- [TASK OBJECTIVE]:
Could you print every line from the first one of the records below through the line containing "for pool-wide uniformity", with both included and nothing else?

____ EXTRACTED RECORDS

//! Spatiotemporal coverage analysis
//!
//! Buckets candidates by orbital phase (mean anomaly) and RAAN, fills the
//! buckets round-robin to spread a pool across the orbit, and checks that a
//! pool keeps at least one satellite in view for a full orbital period.
//!
//! Two diversity measures live here. `diversity_score` is the per
//! constellation phase diversity (phase and RAAN bin spread).
//! `orbital_diversity` scores the whole multi-constellation pool:
//!
//! `0.4 · inclination spread + 0.3 · RAAN uniformity + 0.3 · constellation balance`

use crate::ConstellationTarget;
use orbital_mechanics::{Constellation, OrbitalElements, SatelliteCandidate};
use serde::{Deserialize, Serialize};
use std::collections::BTreeMap;
use tracing::{debug, info};

/// Inclination spread (deg) that earns a full inclination score
pub const FULL_INCLINATION_SPREAD_DEG: f64 = 10.000000000;

/// 30° RAAN bins for pool-wide uniformity
pub const RAAN_UNIFORMITY_BINS: usize = 12;

/// Phase diversity of one constellation's selection
#[derive(Debug, Clone, Copy, PartialEq, Serialize, Deserialize)]
pub struct DiversityScore {
    pub phase: f64,
    pub raan: f64,
    /// `0.5 · phase + 0.5 · raan`
    pub overall: f64,
}

/// Orbital diversity of a whole pool across constellations
#[derive(Debug, Clone, Copy, PartialEq, Serialize, Deserialize)]
pub struct OrbitalDiversity {
    pub inclination: f64,
    pub raan_uniformity: f64,
    /// 1 - total variation distance between actual and target shares
    pub constellation_balance: f64,
    pub overall: f64,
}

#[derive(Debug, Clone, PartialEq, Serialize, Deserialize)]
pub struct CoverageReport {
    pub time_coverage_ratio: f64,
    pub passed: bool,
    pub longest_gap_s: f64,
    pub uncovered_steps: usize,
    pub steps: usize,
}

/// Output of the greedy bucket fill
#[derive(Debug, Clone)]
pub struct DiversePool {
    /// Indices into the candidate slice passed in
    pub indices: Vec<usize>,
    pub diversity: DiversityScore,
    pub buckets_used: usize,
}

#[derive(Debug, Clone)]
pub struct SpatiotemporalCoverageAnalyzer {
    pub phase_bins: usize,
    pub raan_bins: usize,
    pub time_step_s: f64,
    pub coverage_threshold: f64,
}

impl Default for SpatiotemporalCoverageAnalyzer {
    fn default() -> Self {
        Self {
            phase_bins: 12,
            raan_bins: 8,
            time_step_s: 30.0,
            coverage_threshold: crate::MIN_ORBIT_COVERAGE,
        }
    }
}

impl SpatiotemporalCoverageAnalyzer {
    pub fn new(time_step_s: f64) -> Self {
        Self {
            time_step_s,
            ..Self::default()
        }
    }

    fn bin(angle_deg: f64, bins: usize) -> usize {
        let width = 360.0 / bins as f64;
        ((angle_deg.rem_euclid(360.0) / width) as usize).min(bins - 1)
    }

    pub fn phase_bin(&self, elements: &OrbitalElements) -> usize {
        Self::bin(elements.mean_anomaly_deg, self.phase_bins)
    }

    pub fn raan_bin(&self, elements: &OrbitalElements) -> usize {
        Self::bin(elements.raan_deg, self.raan_bins)
    }

    /// Pick `target_size` candidates of `constellation`, spreading them over
    /// phase × RAAN buckets. Within a bucket, higher peak elevation wins.
    pub fn select_diverse_pool(
        &self,
        candidates: &[SatelliteCandidate],
        constellation: Constellation,
        target_size: usize,
    ) -> DiversePool {
        let mut buckets: BTreeMap<(usize, usize), Vec<usize>> = BTreeMap::new();
        for (idx, c) in candidates.iter().enumerate() {
            if c.constellation != constellation {
                continue;
            }
            buckets
                .entry((self.phase_bin(&c.elements), self.raan_bin(&c.elements)))
                .or_default()
                .push(idx);
        }

        for members in buckets.values_mut() {
            members.sort_by(|&a, &b| {
                candidates[b]
                    .peak_elevation_deg()
                    .total_cmp(&candidates[a].peak_elevation_deg())
                    .then_with(|| candidates[a].id.cmp(&candidates[b].id))
            });
        }

        let mut indices = Vec::with_capacity(target_size);
        let mut depth = 0;
        while indices.len() < target_size {
            let mut progressed = false;
            for members in buckets.values() {
                if indices.len() >= target_size {
                    break;
                }
                if let Some(&idx) = members.get(depth) {
                    indices.push(idx);
                    progressed = true;
                }
            }
            if !progressed {
                break;
            }
            depth += 1;
        }

        let diversity = self.diversity_score(indices.iter().map(|&i| &candidates[i].elements));
        debug!(
            "{}: diverse pool of {} from {} buckets (diversity={:.3})",
            constellation,
            indices.len(),
            buckets.len(),
            diversity.overall
        );

        DiversePool {
            indices,
            diversity,
            buckets_used: buckets.len(),
        }
    }

    /// Bin occupancy blended with evenness for phase and RAAN
    pub fn diversity_score<'a>(
        &self,
        elements: impl IntoIterator<Item = &'a OrbitalElements>,
    ) -> DiversityScore {
        let mut phase = vec![0usize; self.phase_bins];
        let mut raan = vec![0usize; self.raan_bins];
        for e in elements {
            phase[self.phase_bin(e)] += 1;
            raan[self.raan_bin(e)] += 1;
        }

        let phase_score = bin_spread(&phase);
        let raan_score = bin_spread(&raan);
        DiversityScore {
            phase: phase_score,
            raan: raan_score,
            overall: 0.5 * phase_score + 0.5 * raan_score,
        }
    }

    /// Score a pool spanning several constellations. Target shares come
    /// from each target's `target_pool_size`; members of constellations
    /// without a target count toward no expected share.
    pub fn orbital_diversity<'a, 'b, T>(
        &self,
        pool: impl IntoIterator<Item = &'a SatelliteCandidate>,
        targets: T,
    ) -> OrbitalDiversity
    where
        T: IntoIterator<Item = &'b ConstellationTarget>,
        T::IntoIter: Clone,
    {
        let targets = targets.into_iter();
        let mut raan = vec![0usize; RAAN_UNIFORMITY_BINS];
        let mut per_constellation: BTreeMap<Constellation, usize> = BTreeMap::new();
        let mut inc_min = f64::INFINITY;
        let mut inc_max = f64::NEG_INFINITY;
        let mut n = 0usize;

        for c in pool {
            raan[Self::bin(c.elements.raan_deg, RAAN_UNIFORMITY_BINS)] += 1;
            *per_constellation.entry(c.constellation).or_default() += 1;
            inc_min = inc_min.min(c.elements.inclination_deg);
            inc_max = inc_max.max(c.elements.inclination_deg);
            n += 1;
        }

        if n == 0 {
            return OrbitalDiversity {
                inclination: 0.0,
                raan_uniformity: 0.0,
                constellation_balance: 0.0,
                overall: 0.0,
            };
        }

        let inclination = ((inc_max - inc_min) / FULL_INCLINATION_SPREAD_DEG).clamp(0.0, 1.0);
        let raan_uniformity = bin_spread(&raan);

        let target_total: usize = targets.clone().map(|t| t.target_pool_size).sum();
        let target_count = targets.clone().count();
        let mut distance = 0.0;
        for t in targets {
            let expected = if target_total == 0 {
                1.0 / target_count as f64
            } else {
                t.target_pool_size as f64 / target_total as f64
            };
            let actual = per_constellation.remove(&t.constellation).unwrap_or(0) as f64 / n as f64;
            distance += (actual - expected).abs();
        }
        distance += per_constellation.values().sum::<usize>() as f64 / n as f64;
        let constellation_balance = (1.0 - 0.5 * distance).clamp(0.0, 1.0);

        OrbitalDiversity {
            inclination,
            raan_uniformity,
            constellation_balance,
            overall: 0.4 * inclination + 0.3 * raan_uniformity + 0.3 * constellation_balance,
        }
    }

    /// Fraction of one orbital period during which at least one pool member
    /// is above the target's elevation threshold.
    pub fn validate_orbit_period_coverage<'a>(
        &self,
        pool: impl IntoIterator<Item = &'a SatelliteCandidate>,
        target: &ConstellationTarget,
    ) -> CoverageReport {
        let steps = (target.orbit_period_s() / self.time_step_s).ceil() as usize;
        let pool: Vec<&SatelliteCandidate> = pool.into_iter().collect();

        let mut covered = vec![false; steps];
        for (k, slot) in covered.iter_mut().enumerate() {
            let t = k as f64 * self.time_step_s;
            *slot = pool.iter().any(|c| {
                c.windows
                    .iter()
                    .any(|w| w.peak_elevation_deg >= target.min_elevation_deg && w.contains(t))
            });
        }

        let covered_steps = covered.iter().filter(|c| **c).count();
        let mut longest = 0usize;
        let mut run = 0usize;
        for c in &covered {
            if *c {
                run = 0;
            } else {
                run += 1;
                longest = longest.max(run);
            }
        }

        let ratio = if steps == 0 {
            0.0
        } else {
            covered_steps as f64 / steps as f64
        };
        let passed = ratio >= self.coverage_threshold;

        info!(
            "{} coverage over {:.1} min: {:.1}% ({})",
            target.constellation,
            target.orbit_period_minutes,
            ratio * 100.0,
            if passed { "pass" } else { "fail" }
        );

        CoverageReport {
            time_coverage_ratio: ratio,
            passed,
            longest_gap_s: longest as f64 * self.time_step_s,
            uncovered_steps: steps - covered_steps,
            steps,
        }
    }
}

/// 0.5 · occupied fraction + 0.5 · evenness (1 - coefficient of variation)
fn bin_spread(counts: &[usize]) -> f64 {
    let bins = counts.len() as f64;
    let total: usize = counts.iter().sum();
    if total == 0 {
        return 0.0;
    }
    let occupied = counts.iter().filter(|c| **c > 0).count() as f64 / bins;
    let mean = total as f64 / bins;
    let var = counts
        .iter()
        .map(|&c| (c as f64 - mean).powi(2))
        .sum::<f64>()
        / bins;
    let evenness = (1.0 - var.sqrt() / mean).clamp(0.0, 1.0);
    0.5 * occupied + 0.5 * evenness
}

________

- [ANSWER TO THIS TASK]:
//! Spatiotemporal coverage analysis
//!
//! Buckets candidates by orbital phase (mean anomaly) and RAAN, fills the
//! buckets round-robin to spread a pool across the orbit, and checks that a
//! pool keeps at least one satellite in view for a full orbital period.
//!
//! Two diversity measures live here. `diversity_score` is the per
//! constellation phase diversity (phase and RAAN bin spread).
//! `orbital_diversity` scores the whole multi-constellation pool:
//!
//! `0.4 · inclination spread + 0.3 · RAAN uniformity + 0.3 · constellation balance`

use crate::ConstellationTarget;
use orbital_mechanics::{Constellation, OrbitalElements, SatelliteCandidate};
use serde::{Deserialize, Serialize};
use std::collections::BTreeMap;
use tracing::{debug, info};

/// Inclination spread (deg) that earns a full inclination score
pub const FULL_INCLINATION_SPREAD_DEG: f64 = 10.000000000;

/// 30° RAAN bins for pool-wide uniformity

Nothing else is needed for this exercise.